In 1879, Satie enrolled at the Paris Conservatoire where his teachers labelled him untalented. Having been sent home for two and a half years, he re-entered the Conservatoire in 1885 but again made little impression on his teachers and he decided to take up military service. After a few weeks he left and took up lodgings in Montmartre, the artistic hub of Paris. Here, his father published his first compositions. The next year, he started to publish his famous Gymnopedies for piano.

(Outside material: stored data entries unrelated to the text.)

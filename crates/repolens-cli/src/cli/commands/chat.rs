//! Chat command handler.

use std::fs;
use std::io::Write;
use std::path::{Path, PathBuf};

use anyhow::{Context, Result};
use repolens_core::core::events::{RelayFrame, frame_channel};
use repolens_core::core::interrupt;
use repolens_core::core::project::{ProjectHandle, ProjectRuntime};
use repolens_core::core::relay::RelayState;
use repolens_core::error::CoreError;
use repolens_core::providers::ConversationMessage;

use super::keys::parse_provider;
use crate::cli::Interrupted;

pub struct ChatOptions<'a> {
    pub prompt: &'a str,
    pub provider: Option<&'a str>,
    pub model: Option<&'a str>,
    pub history: Option<&'a Path>,
    pub images: &'a [PathBuf],
    pub frames: bool,
}

fn load_history(path: &Path) -> Result<Vec<ConversationMessage>> {
    if !path.exists() {
        return Ok(Vec::new());
    }
    let raw = fs::read_to_string(path)
        .with_context(|| format!("read history {}", path.display()))?;
    if raw.trim().is_empty() {
        return Ok(Vec::new());
    }
    serde_json::from_str(&raw).with_context(|| format!("parse history {}", path.display()))
}

fn save_history(path: &Path, conversation: &[ConversationMessage]) -> Result<()> {
    let json = serde_json::to_string_pretty(conversation).context("serialize history")?;
    fs::write(path, json).with_context(|| format!("write history {}", path.display()))
}

fn read_images(paths: &[PathBuf]) -> Result<Vec<Vec<u8>>> {
    paths
        .iter()
        .map(|path| fs::read(path).with_context(|| format!("read image {}", path.display())))
        .collect()
}

pub async fn run(
    runtime: &ProjectRuntime,
    project: &ProjectHandle,
    options: ChatOptions<'_>,
) -> Result<()> {
    let kind = options.provider.map(parse_provider).transpose()?;
    let client = runtime.provider_client(kind, options.model)?;

    let mut conversation = match options.history {
        Some(path) => load_history(path)?,
        None => Vec::new(),
    };
    let images = read_images(options.images)?;
    conversation.push(ConversationMessage::user(options.prompt).with_images(images));

    let (tx, mut rx) = frame_channel();
    let frames = options.frames;
    let printer = async move {
        let mut stdout = std::io::stdout();
        while let Some(frame) = rx.recv().await {
            if frames {
                match frame.encode() {
                    Ok(line) => print!("{line}"),
                    Err(e) => tracing::warn!("Failed to encode frame: {e}"),
                }
            } else if let RelayFrame::Content { content } = frame {
                print!("{content}");
            }
            if let Err(e) = stdout.flush() {
                tracing::debug!("stdout flush failed: {e}");
            }
        }
    };

    let cancel = interrupt::token();
    let (result, ()) = tokio::join!(
        runtime.chat(project, &client, &mut conversation, tx, &cancel),
        printer
    );

    let outcome = match result {
        Ok(outcome) => outcome,
        Err(CoreError::Cancelled) => return Err(Interrupted.into()),
        Err(e) => return Err(e.into()),
    };

    if let Some(dynamic) = &outcome.dynamic {
        eprintln!("Dynamic context: {} files selected", dynamic.count());
        for rejected in &dynamic.rejected {
            eprintln!("  skipped {} ({})", rejected.path, rejected.reason);
        }
    }

    if outcome.relay.state == RelayState::Cancelled {
        return Err(Interrupted.into());
    }

    if options.frames {
        print!("{}", RelayFrame::history(&conversation).encode()?);
    } else {
        println!();
    }

    if let Some(path) = options.history {
        save_history(path, &conversation)?;
    }
    Ok(())
}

Satie’s Gymnopedies were gentle but somewhat irregular pieces of music that deliberately flouted many music forms and conventions. Written in ¾ time with a similar theme, they are ethereal, atmospheric pieces regarded as precursors to today’s ambient music. Satie himself used the term “furniture music” to describe some, suggesting they should be background music. However by the end of 1896, Satie popularity and financial position were at an all time low. Claude Debussy, now the most popular French composer, decided to help his friend by orchestrating the Gymnopedies. Their rebirth made people finally take Satie seriously.
In 1917, the first performance of his ballet Parade
(the orchestration of which consisted of parts for typewriter, foghorn and
baby’s rattle) caused a scandal but established him at the forefront of the
avant-garde. It was co-written by
Picasso. Another piece, Vexations, has
840 repetitions of the same musical motif.
Satie gave his piano pieces names like Unpleasant Glimpses, Gentle Flabby Preludes (for a dog) or Old Sequins and Old Breastplates. He accompanied the scores of these pieces with all kinds of written remarks which he insisted are not to be read out during performance. These seemingly frivolous titles were actually taken quite seriously by Satie.
Around this time, Satie was sentenced to a week of imprisonment for an insulting postcard sent to a critic.
It was only on the intercession of people like Debussy, Saint Saens and Stravinsky that he was released.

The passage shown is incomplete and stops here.